_YOUR GOAL_. Going line by line through the data below, report how many lines include the word "tokio", with nothing added.

_DATASET CONTENT_.
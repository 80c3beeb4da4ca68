//! Row structs for the appraisal tables.
//!
//! Rows carry database-native columns (`status_id`) and convert into the
//! domain types from `appraise_core`.

pub mod appraisal;
pub mod review;
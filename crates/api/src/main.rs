use std::net::SocketAddr;
use std::sync::Arc;

use appraise_api::config::ServerConfig;
use appraise_api::router::build_app_router;
use appraise_api::state::AppState;
use appraise_db::PgAppraisalStore;
use tracing_subscriber::{layer::SubscriberExt, util::SubscriberInitExt};

#[tokio::main]
async fn main() {
    dotenvy::dotenv().ok();

    // --- Tracing ---
    tracing_subscriber::registry()
        .with(
            tracing_subscriber::EnvFilter::try_from_default_env()
                .unwrap_or_else(|_| "appraise_api=debug,appraise_core=debug,tower_http=debug".into()),
        )
        .with(tracing_subscriber::fmt::layer())
        .init();

    // --- Configuration ---
    let config = ServerConfig::from_env();
    tracing::info!(
        host = %config.host,
        port = %config.port,
        admin_override = config.admin_override_enabled,
        "Loaded server configuration"
    );

    // --- Database ---
    let database_url = std::env::var("DATABASE_URL").expect("DATABASE_URL must be set");

    let pool = appraise_db::create_pool(&database_url, config.db_max_connections)
        .await
        .expect("Failed to connect to database");
    tracing::info!("Database connection pool created");

    appraise_db::health_check(&pool)
        .await
        .expect("Database health check failed");
    tracing::info!("Database health check passed");

    appraise_db::run_migrations(&pool)
        .await
        .expect("Failed to run database migrations");
    tracing::info!("Database migrations applied");

    // --- App state ---
    let state = AppState::new(Arc::new(PgAppraisalStore::new(pool)), config.clone());
    let app = build_app_router(state, &config);

    // --- Start server ---
    let addr = SocketAddr::new(
        config.host.parse().expect("Invalid HOST address"),
        config.port,
    );
    tracing::info!(%addr, "Starting server");

    let listener = tokio::net::TcpListener::bind(addr)
        .await
        .expect("Failed to bind to address");

    axum::serve(listener, app)
        .with_graceful_shutdown(shutdown_signal())
        .await
        .expect("Server error");

    tracing::info!("Graceful shutdown complete");
}

/// Wait for SIGINT (Ctrl-C) or, on Unix, SIGTERM.
async fn shutdown_signal() {
    let ctrl_c = async {
        tokio::signal::ctrl_c()
            .await
            .expect("Failed to install Ctrl-C handler");
    };

    #[cfg(unix)]
    let terminate = async {
        tokio::signal::unix::signal(tokio::signal::unix::SignalKind::terminate())
            .expect("Failed to install SIGTERM handler")
            .recv()
            .await;
    };

    #[cfg(not(unix))]
    let terminate = std::future::pending::<()>();

    tokio::select! {
        () = ctrl_c => {
            tracing::info!("Received SIGINT (Ctrl-C), starting graceful shutdown");
        }
        () = terminate => {
            tracing::info!("Received SIGTERM, starting graceful shutdown");
        }
    }
}
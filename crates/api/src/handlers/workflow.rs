//! Handlers for appraisal lifecycle transitions.
//!
//! Every handler here delegates to [`LifecycleEngine`](appraise_core::lifecycle::LifecycleEngine),
//! the only code path allowed to change an appraisal's status.

use appraise_core::appraisal::{FinalizeRequest, StatusUpdateRequest};
use appraise_core::review::{ManagerReviewRequest, SelfReviewRequest};
use appraise_core::status::AppraisalStatus;
use appraise_core::types::DbId;
use axum::extract::{Path, State};
use axum::response::IntoResponse;
use axum::Json;
use serde::Serialize;

use crate::error::AppResult;
use crate::middleware::auth::AuthUser;
use crate::response::DataResponse;
use crate::state::AppState;

/// Statuses the caller may move an appraisal to.
#[derive(Debug, Serialize)]
pub struct PermittedTransitions {
    pub appraisal_id: DbId,
    pub targets: Vec<AppraisalStatus>,
}

/// POST /api/v1/appraisals/{id}/self-review
pub async fn submit_self_review(
    auth: AuthUser,
    State(state): State<AppState>,
    Path(id): Path<DbId>,
    Json(input): Json<SelfReviewRequest>,
) -> AppResult<impl IntoResponse> {
    let review = state
        .engine
        .submit_self_review(id, &auth.caller(), input)
        .await?;
    Ok(Json(DataResponse { data: review }))
}

/// POST /api/v1/appraisals/{id}/manager-review
pub async fn submit_manager_review(
    auth: AuthUser,
    State(state): State<AppState>,
    Path(id): Path<DbId>,
    Json(input): Json<ManagerReviewRequest>,
) -> AppResult<impl IntoResponse> {
    let review = state
        .engine
        .submit_manager_review(id, &auth.caller(), input)
        .await?;
    Ok(Json(DataResponse { data: review }))
}

/// POST /api/v1/appraisals/{id}/finalize
pub async fn finalize_appraisal(
    auth: AuthUser,
    State(state): State<AppState>,
    Path(id): Path<DbId>,
    Json(input): Json<FinalizeRequest>,
) -> AppResult<impl IntoResponse> {
    let appraisal = state
        .engine
        .finalize_appraisal(id, &auth.caller(), input)
        .await?;
    Ok(Json(DataResponse { data: appraisal }))
}

/// PUT /api/v1/appraisals/{id}/status
///
/// Explicit status change, checked against the transition table. Writes no
/// review content.
pub async fn update_status(
    auth: AuthUser,
    State(state): State<AppState>,
    Path(id): Path<DbId>,
    Json(input): Json<StatusUpdateRequest>,
) -> AppResult<impl IntoResponse> {
    let appraisal = state
        .engine
        .update_status(id, &auth.caller(), &input.status)
        .await?;
    Ok(Json(DataResponse { data: appraisal }))
}

/// GET /api/v1/appraisals/{id}/transitions
pub async fn list_transitions(
    auth: AuthUser,
    State(state): State<AppState>,
    Path(id): Path<DbId>,
) -> AppResult<impl IntoResponse> {
    let targets = state.engine.permitted_transitions(id, &auth.caller()).await?;
    Ok(Json(DataResponse {
        data: PermittedTransitions {
            appraisal_id: id,
            targets,
        },
    }))
}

_OUTPUT OF THE EXERCISE_. 5